Did you know yesterday was World Water Day? Do you like long showers? Check out how the two sentiments don’t cancel each other out.

What about the birth of a baby girl causing her Mum/Mom to realise “There is nothing fragile about feminine power” (and that those little baby hair clips are awesome)? In a similar fashion, Shannon Hale discusses the sexist double standard of children’s literature (big hint: children’s books are for children, not “just” boys or “just” girls).

Then this article discusses how to raise “joyful readers”, which ties beautifully into this gorgeous collection of beautiful libraries around the world.  If libraries aren’t your cup of architectural delight, what about these churches, shot to show their vertical splendour? (Warning, you may get a bit dizzy scrolling through, but it’s amazing).

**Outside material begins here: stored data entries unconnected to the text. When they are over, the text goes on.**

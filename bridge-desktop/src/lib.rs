//! # Desktop Bridge Implementations
//!
//! Default implementations of bridge traits for native hosts
//! (macOS, Windows, Linux) that run the offline cache worker outside a
//! browser, plus in-process doubles used by tests.
//!
//! ## Overview
//!
//! - `HttpClient` using `reqwest`
//! - `CacheStorage` persisted under the platform cache directory
//!   using `tokio::fs`
//! - `CacheStorage` kept in process memory
//! - `WorkerHost` as a headless host with a fixed origin
//!
//! ## Usage
//!
//! ```ignore
//! use bridge_desktop::{FsCacheStorage, HeadlessWorkerHost, ReqwestHttpClient};
//!
//! #[tokio::main]
//! async fn main() -> Result<(), Box<dyn std::error::Error>> {
//!     let http_client = ReqwestHttpClient::new()?;
//!     let storage = FsCacheStorage::new();
//!     let host = HeadlessWorkerHost::new("https://app.example.com");
//!
//!     // Hand these to core_runtime::config::WorkerConfig
//!     Ok(())
//! }
//! ```

mod cache_storage;
mod host;
mod http;
mod memory;

pub use cache_storage::{FsCacheStorage, FsCacheStore};
pub use host::HeadlessWorkerHost;
pub use http::ReqwestHttpClient;
pub use memory::{MemoryCacheStorage, MemoryCacheStore};
//! Logging and event bus demonstration
//!
//! Run with:
//! ```bash
//! cargo run -p core-runtime --example logging_demo
//! cargo run -p core-runtime --example logging_demo -- json
//! cargo run -p core-runtime --example logging_demo -- compact "core_runtime=trace"
//! ```

use bridge_traits::logging::{ConsoleLogger, LogLevel};
use core_runtime::events::{
    CacheEvent, EventBus, EventSeverity, EventStream, LifecycleEvent, WorkerEvent,
};
use core_runtime::logging::{init_logging, redact_url, LogFormat, LoggingConfig};
use std::env;
use std::sync::Arc;
use tracing::{debug, info, info_span, warn, Instrument};

#[tokio::main]
async fn main() -> Result<(), Box<dyn std::error::Error>> {
    let args: Vec<String> = env::args().collect();

    let format = match args.get(1).map(String::as_str) {
        Some("json") => LogFormat::Json,
        Some("compact") => LogFormat::Compact,
        Some("pretty") => LogFormat::Pretty,
        _ => LogFormat::default(),
    };

    let mut config = LoggingConfig::default()
        .with_format(format)
        .with_level(LogLevel::Debug)
        .with_logger_sink(Arc::new(ConsoleLogger {
            min_level: LogLevel::Warn,
        }));
    if let Some(filter) = args.get(2) {
        config = config.with_filter(filter.clone());
    }
    init_logging(config)?;

    info!(format = ?format, "Logging initialized");

    let bus = EventBus::default();
    let mut warnings = EventStream::new(bus.subscribe())
        .filter(|event| event.severity() >= EventSeverity::Warning);

    async {
        debug!(url = redact_url("https://app.test/main.dart.js?v=7"), "Fetching");
        bus.emit(WorkerEvent::Lifecycle(LifecycleEvent::Installed { core_paths: 3 }))
            .ok();
        warn!(reason = "manifest unreadable", "Resetting caches");
        bus.emit(WorkerEvent::Cache(CacheEvent::Reset {
            reason: "manifest unreadable".to_string(),
        }))
        .ok();
    }
    .instrument(info_span!("activate"))
    .await;

    if let Ok(event) = warnings.recv().await {
        info!(event = event.description(), "Observed warning event");
    }

    Ok(())
}
//! # Offline Cache Manager
//!
//! Keeps a compiled web application shell available offline from inside a
//! service worker (or any host that provides the same cache primitives).
//!
//! ## Overview
//!
//! A deployment ships a [`ShellManifest`]: a Resource Table mapping every
//! shell path to a content fingerprint, and a Core Set of paths needed for a
//! minimal offline start. The [`OfflineCacheManager`] then:
//!
//! - **install**: stages the Core Set in a temp partition
//! - **activate**: evicts entries whose fingerprint changed since the last
//!   applied manifest, merges the staged files and records the new manifest
//! - **fetch**: serves shell assets cache-first and the root document
//!   online-first; everything else passes through
//! - **message**: `skipWaiting` and `downloadOffline` control messages
//!
//! All platform access goes through `bridge-traits`, so the same manager runs
//! in a browser (`wasm` feature) and natively against `bridge-desktop`.

pub mod error;
pub mod fetch;
pub mod manager;
pub mod manifest;
pub mod message;
pub mod paths;
pub mod shell;

#[cfg(all(feature = "wasm", target_arch = "wasm32"))]
pub mod wasm;

pub use error::{OfflineError, Result};
pub use fetch::FetchRoute;
pub use manager::{InstallReport, OfflineCacheManager, ReconciliationOutcome, ReconciliationReport};
pub use manifest::ManifestRecord;
pub use message::WorkerMessage;
pub use paths::ROOT_PATH;
pub use shell::{CoreSet, ResourceTable, ShellManifest};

I have to admit, some of those library and church ceilings and intricate corners made me wonder “Who cleans that? What name would the person responsible for the dusting and teams of workers?” Because recognising work is actually work is important, as this defender of the term “stay-at-home-Mom” passionately argues.

Motherhood is different for everyone, and this photographic essay captures work and motherhood in a graceful way, with many different ages and outfits.  There’s also success hidden in wrinkles and higher age brackets in this piece, as many phenomenal people show that success happens at all ages.

Discussion and contemplation don’t have a time limit either, with this writer sharing how she spoke of priesthood power while teaching a Primary class, and this piece in response to the first, disagreeing on several points while recognising the need “to be a part of the conversation” about revelation about the priesthood.

If Monday has brought some mortal coil dissatisfaction, why not consider your body to be not your masterpiece, but the paintbrush you use? And if you want a spirit animal to help you through the post-weekend clean up and carry on, what about this dog running the Iditarod blind?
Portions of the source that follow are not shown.